- [Task]:
For the entries below, repeat exactly each line starting with the one that contains "the packet payload." and going on through the one that contains "nonce[..slice_to_use.len().min(NONCE_SIZE)]", and no others.

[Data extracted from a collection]

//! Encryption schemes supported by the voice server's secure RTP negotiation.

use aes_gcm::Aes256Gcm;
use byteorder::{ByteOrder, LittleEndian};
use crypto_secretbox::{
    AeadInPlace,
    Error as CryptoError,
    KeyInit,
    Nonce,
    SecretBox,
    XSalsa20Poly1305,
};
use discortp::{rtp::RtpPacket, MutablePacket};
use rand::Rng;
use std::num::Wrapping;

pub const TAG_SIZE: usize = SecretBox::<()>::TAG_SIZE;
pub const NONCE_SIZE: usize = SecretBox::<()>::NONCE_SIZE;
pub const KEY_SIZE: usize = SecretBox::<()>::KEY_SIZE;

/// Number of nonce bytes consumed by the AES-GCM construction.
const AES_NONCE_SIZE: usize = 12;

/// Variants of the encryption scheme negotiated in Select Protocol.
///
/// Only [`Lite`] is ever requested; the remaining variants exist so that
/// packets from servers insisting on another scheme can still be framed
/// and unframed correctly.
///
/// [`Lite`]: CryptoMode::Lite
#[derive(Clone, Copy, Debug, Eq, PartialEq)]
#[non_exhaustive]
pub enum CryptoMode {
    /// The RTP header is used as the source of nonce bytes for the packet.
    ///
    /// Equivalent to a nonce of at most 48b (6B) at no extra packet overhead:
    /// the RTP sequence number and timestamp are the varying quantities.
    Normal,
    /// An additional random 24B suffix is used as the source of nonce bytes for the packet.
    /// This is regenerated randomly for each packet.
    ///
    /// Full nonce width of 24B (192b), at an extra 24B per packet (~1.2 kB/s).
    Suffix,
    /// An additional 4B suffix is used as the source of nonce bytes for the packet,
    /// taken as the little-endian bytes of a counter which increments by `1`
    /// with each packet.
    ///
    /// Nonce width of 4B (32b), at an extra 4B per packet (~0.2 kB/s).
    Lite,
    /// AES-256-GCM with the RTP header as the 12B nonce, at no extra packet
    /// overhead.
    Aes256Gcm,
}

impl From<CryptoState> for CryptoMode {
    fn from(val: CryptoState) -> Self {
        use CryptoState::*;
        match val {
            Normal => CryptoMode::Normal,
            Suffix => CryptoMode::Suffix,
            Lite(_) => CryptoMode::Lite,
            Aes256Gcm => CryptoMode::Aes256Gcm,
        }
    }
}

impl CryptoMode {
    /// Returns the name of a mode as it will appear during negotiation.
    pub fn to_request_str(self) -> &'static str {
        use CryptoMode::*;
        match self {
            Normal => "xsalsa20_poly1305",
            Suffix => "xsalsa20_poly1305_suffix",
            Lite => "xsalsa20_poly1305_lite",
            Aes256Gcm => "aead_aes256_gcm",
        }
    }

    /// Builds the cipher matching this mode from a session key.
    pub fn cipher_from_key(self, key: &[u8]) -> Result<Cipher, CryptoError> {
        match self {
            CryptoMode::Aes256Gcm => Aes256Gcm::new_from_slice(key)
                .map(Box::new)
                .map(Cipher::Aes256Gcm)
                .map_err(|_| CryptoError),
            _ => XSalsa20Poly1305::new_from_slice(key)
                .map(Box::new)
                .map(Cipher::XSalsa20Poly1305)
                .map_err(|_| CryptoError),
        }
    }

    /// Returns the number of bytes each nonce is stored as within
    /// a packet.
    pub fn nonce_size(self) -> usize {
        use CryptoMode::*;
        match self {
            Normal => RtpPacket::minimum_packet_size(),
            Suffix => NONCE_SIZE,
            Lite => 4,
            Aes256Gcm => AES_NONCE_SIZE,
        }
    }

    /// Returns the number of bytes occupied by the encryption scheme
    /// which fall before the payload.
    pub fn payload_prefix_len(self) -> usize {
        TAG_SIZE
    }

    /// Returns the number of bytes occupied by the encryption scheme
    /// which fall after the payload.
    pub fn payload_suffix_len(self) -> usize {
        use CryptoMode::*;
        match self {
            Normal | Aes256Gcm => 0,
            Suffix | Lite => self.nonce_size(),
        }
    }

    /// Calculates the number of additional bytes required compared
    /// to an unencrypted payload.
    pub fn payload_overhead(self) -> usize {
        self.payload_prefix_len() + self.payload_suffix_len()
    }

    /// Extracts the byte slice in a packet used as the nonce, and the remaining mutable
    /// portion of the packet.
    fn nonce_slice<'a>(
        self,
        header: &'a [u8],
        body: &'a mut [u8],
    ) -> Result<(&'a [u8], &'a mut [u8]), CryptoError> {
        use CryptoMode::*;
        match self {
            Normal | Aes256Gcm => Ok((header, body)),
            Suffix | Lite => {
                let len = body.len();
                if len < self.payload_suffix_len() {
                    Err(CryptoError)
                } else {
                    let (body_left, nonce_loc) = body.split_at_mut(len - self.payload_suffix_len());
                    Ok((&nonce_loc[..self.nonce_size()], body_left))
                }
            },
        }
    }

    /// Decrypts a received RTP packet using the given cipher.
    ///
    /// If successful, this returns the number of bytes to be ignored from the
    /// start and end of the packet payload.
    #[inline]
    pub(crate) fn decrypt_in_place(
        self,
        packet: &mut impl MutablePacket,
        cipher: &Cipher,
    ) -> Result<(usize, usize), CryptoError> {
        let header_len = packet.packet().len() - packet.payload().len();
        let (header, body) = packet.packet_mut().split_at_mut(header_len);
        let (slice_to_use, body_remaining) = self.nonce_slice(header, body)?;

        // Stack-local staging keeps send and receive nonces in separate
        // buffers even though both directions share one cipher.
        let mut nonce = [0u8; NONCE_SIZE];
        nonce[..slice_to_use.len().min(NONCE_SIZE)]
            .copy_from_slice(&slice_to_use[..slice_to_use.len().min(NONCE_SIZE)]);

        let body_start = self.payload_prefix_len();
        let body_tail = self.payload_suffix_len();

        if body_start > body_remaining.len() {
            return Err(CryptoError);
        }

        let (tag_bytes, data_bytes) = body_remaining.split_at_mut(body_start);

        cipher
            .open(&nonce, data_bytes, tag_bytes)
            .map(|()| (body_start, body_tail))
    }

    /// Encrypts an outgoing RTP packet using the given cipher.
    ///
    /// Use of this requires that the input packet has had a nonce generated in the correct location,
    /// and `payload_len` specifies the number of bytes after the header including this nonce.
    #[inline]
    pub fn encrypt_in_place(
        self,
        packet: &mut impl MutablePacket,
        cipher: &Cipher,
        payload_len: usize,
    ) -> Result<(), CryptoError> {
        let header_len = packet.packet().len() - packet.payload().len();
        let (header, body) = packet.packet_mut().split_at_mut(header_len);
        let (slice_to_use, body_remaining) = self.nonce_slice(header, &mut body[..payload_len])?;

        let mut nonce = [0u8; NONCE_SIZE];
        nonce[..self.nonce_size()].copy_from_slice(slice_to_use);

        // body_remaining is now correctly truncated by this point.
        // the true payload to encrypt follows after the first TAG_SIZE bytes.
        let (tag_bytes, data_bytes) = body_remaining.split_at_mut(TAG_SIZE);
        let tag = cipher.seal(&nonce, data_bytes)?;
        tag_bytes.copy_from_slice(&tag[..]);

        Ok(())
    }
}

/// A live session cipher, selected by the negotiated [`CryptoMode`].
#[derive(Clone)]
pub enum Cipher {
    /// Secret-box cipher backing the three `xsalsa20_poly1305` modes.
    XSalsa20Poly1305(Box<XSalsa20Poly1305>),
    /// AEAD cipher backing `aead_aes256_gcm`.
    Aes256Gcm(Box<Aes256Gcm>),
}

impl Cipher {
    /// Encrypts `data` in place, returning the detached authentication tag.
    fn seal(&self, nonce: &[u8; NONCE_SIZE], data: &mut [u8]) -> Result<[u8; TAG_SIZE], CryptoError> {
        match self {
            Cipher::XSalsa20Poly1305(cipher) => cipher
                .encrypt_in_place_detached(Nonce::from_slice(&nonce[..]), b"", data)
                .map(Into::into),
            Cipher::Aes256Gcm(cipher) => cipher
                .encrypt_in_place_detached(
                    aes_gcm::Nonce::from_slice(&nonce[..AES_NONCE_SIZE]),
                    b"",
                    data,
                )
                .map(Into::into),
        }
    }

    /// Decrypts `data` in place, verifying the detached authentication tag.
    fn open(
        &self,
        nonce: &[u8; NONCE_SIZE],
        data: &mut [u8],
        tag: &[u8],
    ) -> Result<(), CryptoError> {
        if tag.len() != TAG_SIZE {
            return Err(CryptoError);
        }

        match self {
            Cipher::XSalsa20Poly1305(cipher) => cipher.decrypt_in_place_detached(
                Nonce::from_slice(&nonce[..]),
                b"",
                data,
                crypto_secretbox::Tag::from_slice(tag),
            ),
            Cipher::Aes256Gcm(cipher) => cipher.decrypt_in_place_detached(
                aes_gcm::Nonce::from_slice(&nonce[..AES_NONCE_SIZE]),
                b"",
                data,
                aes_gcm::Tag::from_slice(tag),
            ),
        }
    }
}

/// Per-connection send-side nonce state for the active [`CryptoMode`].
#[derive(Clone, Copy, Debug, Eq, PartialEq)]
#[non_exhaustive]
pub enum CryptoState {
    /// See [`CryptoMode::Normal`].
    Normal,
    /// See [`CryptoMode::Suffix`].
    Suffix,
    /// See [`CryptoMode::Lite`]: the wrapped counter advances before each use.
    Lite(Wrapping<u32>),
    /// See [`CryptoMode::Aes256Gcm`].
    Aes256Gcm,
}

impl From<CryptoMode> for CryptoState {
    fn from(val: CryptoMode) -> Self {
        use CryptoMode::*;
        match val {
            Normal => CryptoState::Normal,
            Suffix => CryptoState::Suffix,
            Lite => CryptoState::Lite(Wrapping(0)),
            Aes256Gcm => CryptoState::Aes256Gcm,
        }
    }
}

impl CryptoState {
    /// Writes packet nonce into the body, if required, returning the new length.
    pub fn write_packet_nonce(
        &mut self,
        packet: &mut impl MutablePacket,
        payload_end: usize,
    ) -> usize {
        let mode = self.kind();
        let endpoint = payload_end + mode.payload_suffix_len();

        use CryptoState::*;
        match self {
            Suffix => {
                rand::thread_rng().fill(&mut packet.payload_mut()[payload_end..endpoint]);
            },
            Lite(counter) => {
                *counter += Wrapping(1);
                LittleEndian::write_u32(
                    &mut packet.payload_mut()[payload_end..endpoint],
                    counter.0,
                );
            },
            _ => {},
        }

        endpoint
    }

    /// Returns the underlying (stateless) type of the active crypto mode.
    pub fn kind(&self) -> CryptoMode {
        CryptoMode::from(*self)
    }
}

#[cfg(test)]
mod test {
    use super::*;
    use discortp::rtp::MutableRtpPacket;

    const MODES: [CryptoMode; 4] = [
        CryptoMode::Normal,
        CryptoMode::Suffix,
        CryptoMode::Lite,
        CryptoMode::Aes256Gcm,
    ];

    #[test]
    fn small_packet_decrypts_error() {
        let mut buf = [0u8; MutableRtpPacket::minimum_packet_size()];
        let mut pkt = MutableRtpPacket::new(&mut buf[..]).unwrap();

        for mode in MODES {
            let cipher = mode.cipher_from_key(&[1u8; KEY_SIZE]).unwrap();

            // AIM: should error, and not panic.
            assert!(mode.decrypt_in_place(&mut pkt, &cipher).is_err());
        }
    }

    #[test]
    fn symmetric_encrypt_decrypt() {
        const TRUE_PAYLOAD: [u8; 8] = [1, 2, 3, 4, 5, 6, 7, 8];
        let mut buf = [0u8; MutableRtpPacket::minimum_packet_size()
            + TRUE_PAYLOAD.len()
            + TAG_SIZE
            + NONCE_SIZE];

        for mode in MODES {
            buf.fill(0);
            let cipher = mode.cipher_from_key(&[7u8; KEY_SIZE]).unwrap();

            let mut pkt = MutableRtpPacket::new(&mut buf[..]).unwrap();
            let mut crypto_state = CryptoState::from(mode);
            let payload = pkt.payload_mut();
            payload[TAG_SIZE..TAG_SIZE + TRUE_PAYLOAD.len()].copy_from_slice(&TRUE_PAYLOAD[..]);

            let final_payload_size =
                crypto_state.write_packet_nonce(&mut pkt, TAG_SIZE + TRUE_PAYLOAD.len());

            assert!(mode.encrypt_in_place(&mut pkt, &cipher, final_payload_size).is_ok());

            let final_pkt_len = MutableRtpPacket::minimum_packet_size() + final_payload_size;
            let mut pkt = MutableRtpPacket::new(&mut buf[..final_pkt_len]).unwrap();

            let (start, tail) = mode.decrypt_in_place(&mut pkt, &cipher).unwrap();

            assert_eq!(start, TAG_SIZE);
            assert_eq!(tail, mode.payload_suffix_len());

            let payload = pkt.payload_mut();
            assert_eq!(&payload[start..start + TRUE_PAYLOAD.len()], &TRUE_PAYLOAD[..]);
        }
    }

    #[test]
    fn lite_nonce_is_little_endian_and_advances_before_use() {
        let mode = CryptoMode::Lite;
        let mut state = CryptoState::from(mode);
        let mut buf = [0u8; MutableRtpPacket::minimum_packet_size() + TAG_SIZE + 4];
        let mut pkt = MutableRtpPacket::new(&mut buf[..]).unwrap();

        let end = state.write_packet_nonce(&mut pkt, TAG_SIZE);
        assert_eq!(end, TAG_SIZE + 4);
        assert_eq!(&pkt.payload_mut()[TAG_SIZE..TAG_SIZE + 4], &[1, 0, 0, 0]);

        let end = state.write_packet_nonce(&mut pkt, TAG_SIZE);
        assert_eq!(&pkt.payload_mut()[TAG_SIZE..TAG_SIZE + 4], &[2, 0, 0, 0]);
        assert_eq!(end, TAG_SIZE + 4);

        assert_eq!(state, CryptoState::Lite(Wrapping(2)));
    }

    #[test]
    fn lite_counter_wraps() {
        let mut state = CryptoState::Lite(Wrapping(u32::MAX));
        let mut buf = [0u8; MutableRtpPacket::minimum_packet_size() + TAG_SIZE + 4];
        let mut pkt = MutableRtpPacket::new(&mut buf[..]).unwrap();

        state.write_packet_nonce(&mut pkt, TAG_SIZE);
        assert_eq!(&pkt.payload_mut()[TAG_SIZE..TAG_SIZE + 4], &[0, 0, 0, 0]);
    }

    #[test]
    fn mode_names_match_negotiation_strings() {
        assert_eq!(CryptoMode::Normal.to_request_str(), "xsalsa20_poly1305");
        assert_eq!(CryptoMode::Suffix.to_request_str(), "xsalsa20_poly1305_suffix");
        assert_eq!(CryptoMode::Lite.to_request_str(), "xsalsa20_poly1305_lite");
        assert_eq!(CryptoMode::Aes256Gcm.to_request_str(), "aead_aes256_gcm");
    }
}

- [Answer below]:
    /// start and end of the packet payload.
    #[inline]
    pub(crate) fn decrypt_in_place(
        self,
        packet: &mut impl MutablePacket,
        cipher: &Cipher,
    ) -> Result<(usize, usize), CryptoError> {
        let header_len = packet.packet().len() - packet.payload().len();
        let (header, body) = packet.packet_mut().split_at_mut(header_len);
        let (slice_to_use, body_remaining) = self.nonce_slice(header, body)?;

        // Stack-local staging keeps send and receive nonces in separate
        // buffers even though both directions share one cipher.
        let mut nonce = [0u8; NONCE_SIZE];
        nonce[..slice_to_use.len().min(NONCE_SIZE)]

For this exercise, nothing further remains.